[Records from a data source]
________

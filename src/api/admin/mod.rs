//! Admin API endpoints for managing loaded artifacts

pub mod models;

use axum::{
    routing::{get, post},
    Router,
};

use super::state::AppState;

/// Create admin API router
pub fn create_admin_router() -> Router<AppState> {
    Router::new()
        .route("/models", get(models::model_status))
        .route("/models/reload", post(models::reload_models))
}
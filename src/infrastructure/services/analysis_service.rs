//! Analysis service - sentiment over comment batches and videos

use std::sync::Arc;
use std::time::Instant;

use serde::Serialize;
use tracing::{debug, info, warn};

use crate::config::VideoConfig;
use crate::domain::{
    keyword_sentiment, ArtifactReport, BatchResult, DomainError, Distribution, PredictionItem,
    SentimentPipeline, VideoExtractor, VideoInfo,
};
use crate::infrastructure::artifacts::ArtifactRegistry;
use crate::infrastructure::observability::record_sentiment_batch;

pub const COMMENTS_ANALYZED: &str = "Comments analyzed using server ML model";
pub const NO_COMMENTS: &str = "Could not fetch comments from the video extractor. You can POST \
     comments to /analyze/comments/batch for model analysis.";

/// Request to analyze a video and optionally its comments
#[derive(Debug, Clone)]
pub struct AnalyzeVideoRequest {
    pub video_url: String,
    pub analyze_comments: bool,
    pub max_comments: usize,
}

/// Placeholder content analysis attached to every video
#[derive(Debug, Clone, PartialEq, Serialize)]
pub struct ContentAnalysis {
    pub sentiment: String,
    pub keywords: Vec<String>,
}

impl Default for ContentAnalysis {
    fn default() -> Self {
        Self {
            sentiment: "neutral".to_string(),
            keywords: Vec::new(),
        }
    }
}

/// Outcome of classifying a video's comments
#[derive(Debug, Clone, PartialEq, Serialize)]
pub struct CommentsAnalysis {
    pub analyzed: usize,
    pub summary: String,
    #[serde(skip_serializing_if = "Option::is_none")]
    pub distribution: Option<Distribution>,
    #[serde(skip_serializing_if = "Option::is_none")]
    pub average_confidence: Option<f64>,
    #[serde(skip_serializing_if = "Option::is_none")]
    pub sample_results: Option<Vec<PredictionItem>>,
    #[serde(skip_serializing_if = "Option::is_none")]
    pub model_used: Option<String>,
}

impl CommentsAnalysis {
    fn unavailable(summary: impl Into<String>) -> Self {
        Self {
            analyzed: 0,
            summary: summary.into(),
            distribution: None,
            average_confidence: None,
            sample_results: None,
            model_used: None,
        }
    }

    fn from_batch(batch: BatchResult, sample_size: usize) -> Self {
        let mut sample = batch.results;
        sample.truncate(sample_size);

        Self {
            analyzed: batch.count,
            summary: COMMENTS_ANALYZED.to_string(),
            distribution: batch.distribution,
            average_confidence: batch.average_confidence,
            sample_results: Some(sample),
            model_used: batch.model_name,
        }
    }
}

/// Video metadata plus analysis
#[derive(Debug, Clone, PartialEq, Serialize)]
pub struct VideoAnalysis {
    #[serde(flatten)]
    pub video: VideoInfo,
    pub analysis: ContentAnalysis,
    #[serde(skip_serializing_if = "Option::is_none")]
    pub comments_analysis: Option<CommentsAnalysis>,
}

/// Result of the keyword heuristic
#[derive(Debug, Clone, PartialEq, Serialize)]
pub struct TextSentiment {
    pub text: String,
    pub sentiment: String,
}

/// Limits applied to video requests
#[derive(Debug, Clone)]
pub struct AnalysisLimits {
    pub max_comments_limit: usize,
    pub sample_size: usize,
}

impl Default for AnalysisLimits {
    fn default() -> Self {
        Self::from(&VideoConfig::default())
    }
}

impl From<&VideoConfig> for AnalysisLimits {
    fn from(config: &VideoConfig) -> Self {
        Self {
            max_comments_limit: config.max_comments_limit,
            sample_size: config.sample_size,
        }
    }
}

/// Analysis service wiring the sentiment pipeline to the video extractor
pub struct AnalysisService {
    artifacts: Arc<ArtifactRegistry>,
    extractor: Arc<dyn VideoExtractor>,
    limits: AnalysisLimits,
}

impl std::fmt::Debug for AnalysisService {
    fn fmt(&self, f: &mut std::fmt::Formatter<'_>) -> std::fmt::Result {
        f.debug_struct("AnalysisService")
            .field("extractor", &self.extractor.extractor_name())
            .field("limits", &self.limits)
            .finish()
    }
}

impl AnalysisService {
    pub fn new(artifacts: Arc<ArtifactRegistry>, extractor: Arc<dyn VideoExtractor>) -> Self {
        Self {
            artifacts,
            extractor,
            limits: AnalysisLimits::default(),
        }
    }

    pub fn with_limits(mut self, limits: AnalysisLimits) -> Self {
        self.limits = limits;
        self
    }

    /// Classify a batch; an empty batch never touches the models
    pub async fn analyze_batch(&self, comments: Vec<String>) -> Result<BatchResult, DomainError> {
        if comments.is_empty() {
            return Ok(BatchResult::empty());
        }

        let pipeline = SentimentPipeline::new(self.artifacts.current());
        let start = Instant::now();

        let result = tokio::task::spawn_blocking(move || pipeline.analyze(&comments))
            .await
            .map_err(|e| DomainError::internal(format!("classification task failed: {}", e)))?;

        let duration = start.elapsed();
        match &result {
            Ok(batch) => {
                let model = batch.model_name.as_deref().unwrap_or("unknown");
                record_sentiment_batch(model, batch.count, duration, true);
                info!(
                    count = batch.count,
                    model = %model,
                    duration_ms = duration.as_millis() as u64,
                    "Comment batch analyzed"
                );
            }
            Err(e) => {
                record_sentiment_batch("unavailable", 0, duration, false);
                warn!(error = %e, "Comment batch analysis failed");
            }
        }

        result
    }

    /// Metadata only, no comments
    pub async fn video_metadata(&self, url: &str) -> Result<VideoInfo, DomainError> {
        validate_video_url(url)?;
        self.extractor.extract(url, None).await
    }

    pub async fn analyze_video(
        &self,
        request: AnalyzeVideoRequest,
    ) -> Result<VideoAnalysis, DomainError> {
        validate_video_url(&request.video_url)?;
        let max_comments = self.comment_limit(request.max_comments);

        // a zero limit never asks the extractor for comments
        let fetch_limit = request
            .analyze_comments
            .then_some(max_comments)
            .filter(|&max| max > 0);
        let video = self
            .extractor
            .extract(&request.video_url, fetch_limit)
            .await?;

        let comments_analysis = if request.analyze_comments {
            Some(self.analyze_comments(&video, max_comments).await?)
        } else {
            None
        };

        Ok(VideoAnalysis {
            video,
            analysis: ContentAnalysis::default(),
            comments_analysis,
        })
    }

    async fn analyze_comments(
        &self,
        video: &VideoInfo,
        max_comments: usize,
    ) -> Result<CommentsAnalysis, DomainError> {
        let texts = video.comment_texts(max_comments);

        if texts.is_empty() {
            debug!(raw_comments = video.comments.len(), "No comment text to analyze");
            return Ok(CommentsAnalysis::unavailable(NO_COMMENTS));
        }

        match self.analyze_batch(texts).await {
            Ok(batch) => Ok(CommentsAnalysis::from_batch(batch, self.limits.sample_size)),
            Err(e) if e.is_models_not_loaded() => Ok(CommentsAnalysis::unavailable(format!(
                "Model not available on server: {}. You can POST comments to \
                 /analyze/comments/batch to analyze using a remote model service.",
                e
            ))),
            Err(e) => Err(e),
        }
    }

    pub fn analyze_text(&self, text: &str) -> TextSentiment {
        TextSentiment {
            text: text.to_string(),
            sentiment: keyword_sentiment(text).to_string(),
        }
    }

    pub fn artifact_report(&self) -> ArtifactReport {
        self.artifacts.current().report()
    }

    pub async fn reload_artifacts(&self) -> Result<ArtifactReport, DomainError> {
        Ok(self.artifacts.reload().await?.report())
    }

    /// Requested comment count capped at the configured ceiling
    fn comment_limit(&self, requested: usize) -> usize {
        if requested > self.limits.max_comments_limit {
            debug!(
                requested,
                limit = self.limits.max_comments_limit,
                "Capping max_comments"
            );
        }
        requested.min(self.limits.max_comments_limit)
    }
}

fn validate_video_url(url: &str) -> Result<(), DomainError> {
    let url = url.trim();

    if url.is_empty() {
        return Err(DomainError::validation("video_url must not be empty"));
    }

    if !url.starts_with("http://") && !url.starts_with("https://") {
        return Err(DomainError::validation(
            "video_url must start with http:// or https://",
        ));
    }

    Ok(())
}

________

Required work - Your task is to repeat the records exactly. Begin at their first line and stop after the line containing "filename src/infrastructure/services/analysis_service.rs".

Exercise solution -
filename src/api/admin/mod.rs
//! Admin API endpoints for managing loaded artifacts

pub mod models;

use axum::{
    routing::{get, post},
    Router,
};

use super::state::AppState;

/// Create admin API router
pub fn create_admin_router() -> Router<AppState> {
    Router::new()
        .route("/models", get(models::model_status))
        .route("/models/reload", post(models::reload_models))
}
filename src/infrastructure/services/analysis_service.rs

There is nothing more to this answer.